Work to complete
Up through the line that contains "pub fn arithmetic_mean(samples: &[f64])", retype the entries exactly, beginning at the very first line.

(Dataset entries)
--------------------

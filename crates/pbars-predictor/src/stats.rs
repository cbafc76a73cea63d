//! Pure closed-form estimators (§4.F). Kept free of any storage concerns so
//! the round-trip laws in §8 can be checked directly against them — an
//! incremental [`crate::accumulator::Accumulator`] must always agree with
//! the corresponding function here when fed the same samples.

/// `a = Σtᵢ/m`. `None` on an empty slice — zero samples is an undefined
/// prediction, not a synthesized zero (§8 boundary behavior).
#[must_use]
pub fn arithmetic_mean(samples: &[f64]) -> Option<f64> {
    if samples.is_empty() {
        return None;
    }
    Some(samples.iter().sum::<f64>() / samples.len() as f64)
}

/// `a = exp(Σ ln tᵢ / m)`, rejecting non-positive samples.
#[must_use]
pub fn geometric_mean(samples: &[f64]) -> Option<f64> {
    let accepted: Vec<f64> = samples.iter().copied().filter(|&t| t > 0.0).collect();
    if accepted.is_empty() {
        return None;
    }
    let sum_ln: f64 = accepted.iter().map(|t| t.ln()).sum();
    Some((sum_ln / accepted.len() as f64).exp())
}

/// `a = m / Σ(1/tᵢ)`, rejecting non-positive samples.
#[must_use]
pub fn harmonic_mean(samples: &[f64]) -> Option<f64> {
    let accepted: Vec<f64> = samples.iter().copied().filter(|&t| t > 0.0).collect();
    if accepted.is_empty() {
        return None;
    }
    let sum_recip: f64 = accepted.iter().map(|t| 1.0 / t).sum();
    Some(accepted.len() as f64 / sum_recip)
}

/// The smallest value in `sorted_samples` such that the fraction of samples
/// `<= it` is `>= p / 100`. `sorted_samples` must already be sorted
/// ascending; `p = 0` returns the minimum, `p = 100` the maximum.
#[must_use]
pub fn percentile(sorted_samples: &[f64], p: u8) -> Option<f64> {
    if sorted_samples.is_empty() {
        return None;
    }
    let m = sorted_samples.len();
    let threshold = f64::from(p) / 100.0;
    for (i, value) in sorted_samples.iter().enumerate() {
        let fraction_le = (i + 1) as f64 / m as f64;
        if fraction_le >= threshold {
            return Some(*value);
        }
    }
    sorted_samples.last().copied()
}

/// Ordinary least squares on `(n, t)` pairs. Requires at least two *distinct*
/// `n` values; otherwise the fit degenerates to `(slope = 0, intercept =
/// arithmetic_mean(t))` per §8's boundary behavior, so `predicted = a*n + b`
/// still collapses to the plain mean regardless of `n`.
#[must_use]
pub fn ols(pairs: &[(f64, f64)]) -> Option<(f64, f64)> {
    if pairs.is_empty() {
        return None;
    }
    let count = pairs.len() as f64;
    let distinct_n = pairs
        .iter()
        .map(|(n, _)| n.to_bits())
        .collect::<std::collections::HashSet<_>>()
        .len();

    if distinct_n < 2 {
        let mean_t = pairs.iter().map(|(_, t)| t).sum::<f64>() / count;
        return Some((0.0, mean_t));
    }

    let sum_n: f64 = pairs.iter().map(|(n, _)| n).sum();
    let sum_t: f64 = pairs.iter().map(|(_, t)| t).sum();
    let sum_n2: f64 = pairs.iter().map(|(n, _)| n * n).sum();
    let sum_nt: f64 = pairs.iter().map(|(n, t)| n * t).sum();

    let denom = count * sum_n2 - sum_n * sum_n;
    let slope = (count * sum_nt - sum_n * sum_t) / denom;
    let intercept = (sum_t - slope * sum_n) / count;
    Some((slope, intercept))
}

#[cfg(test)]
mod tests {
    use super::*;

    #[test]
    fn arithmetic_mean_of_empty_is_none() {
        assert_eq!(arithmetic_mean(&[]), None);
    }

    #[test]
    fn means_agree_on_a_single_sample() {
        assert_eq!(arithmetic_mean(&[4.0]), Some(4.0));
        assert_eq!(geometric_mean(&[4.0]), Some(4.0));
        assert_eq!(harmonic_mean(&[4.0]), Some(4.0));
    }

    #[test]
    fn percentile_boundaries() {
        let samples: Vec<f64> = (1..=10).map(f64::from).collect();
        assert_eq!(percentile(&samples, 0), Some(1.0));
        assert_eq!(percentile(&samples, 100), Some(10.0));
        assert_eq!(percentile(&samples, 90), Some(9.0));
    }

    #[test]
    fn ols_recovers_exact_line() {
        let pairs = [(1.0, 2.0), (2.0, 3.0), (3.0, 4.0), (4.0, 5.0)];
        let (slope, intercept) = ols(&pairs).unwrap();
        assert!((slope - 1.0).abs() < 1e-9);
        assert!((intercept - 1.0).abs() < 1e-9);
    }

    #[test]
    fn ols_degenerates_to_mean_without_distinct_n() {
        let pairs = [(3.0, 10.0), (3.0, 20.0), (3.0, 30.0)];
        let (slope, intercept) = ols(&pairs).unwrap();
        assert_eq!(slope, 0.0);
        assert_eq!(intercept, 20.0);
    }

    proptest::proptest! {
        #[test]
        fn percentile_is_monotonic_in_p(samples in proptest::collection::vec(1.0f64..1000.0, 1..50)) {
            let mut sorted = samples;
            sorted.sort_by(|a, b| a.partial_cmp(b).unwrap());
            let mut last = f64::MIN;
            for p in (0..=100u8).step_by(10) {
                let value = percentile(&sorted, p).unwrap();
                proptest::prop_assert!(value >= last);
                last = value;
            }
        }
    }
}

--------------------

Answer for this exercise
filename crates/pbars-predictor/src/stats.rs
repository cbafc76a73cea63d
//! Pure closed-form estimators (§4.F). Kept free of any storage concerns so
//! the round-trip laws in §8 can be checked directly against them — an
//! incremental [`crate::accumulator::Accumulator`] must always agree with
//! the corresponding function here when fed the same samples.

/// `a = Σtᵢ/m`. `None` on an empty slice — zero samples is an undefined
/// prediction, not a synthesized zero (§8 boundary behavior).
#[must_use]
pub fn arithmetic_mean(samples: &[f64]) -> Option<f64> {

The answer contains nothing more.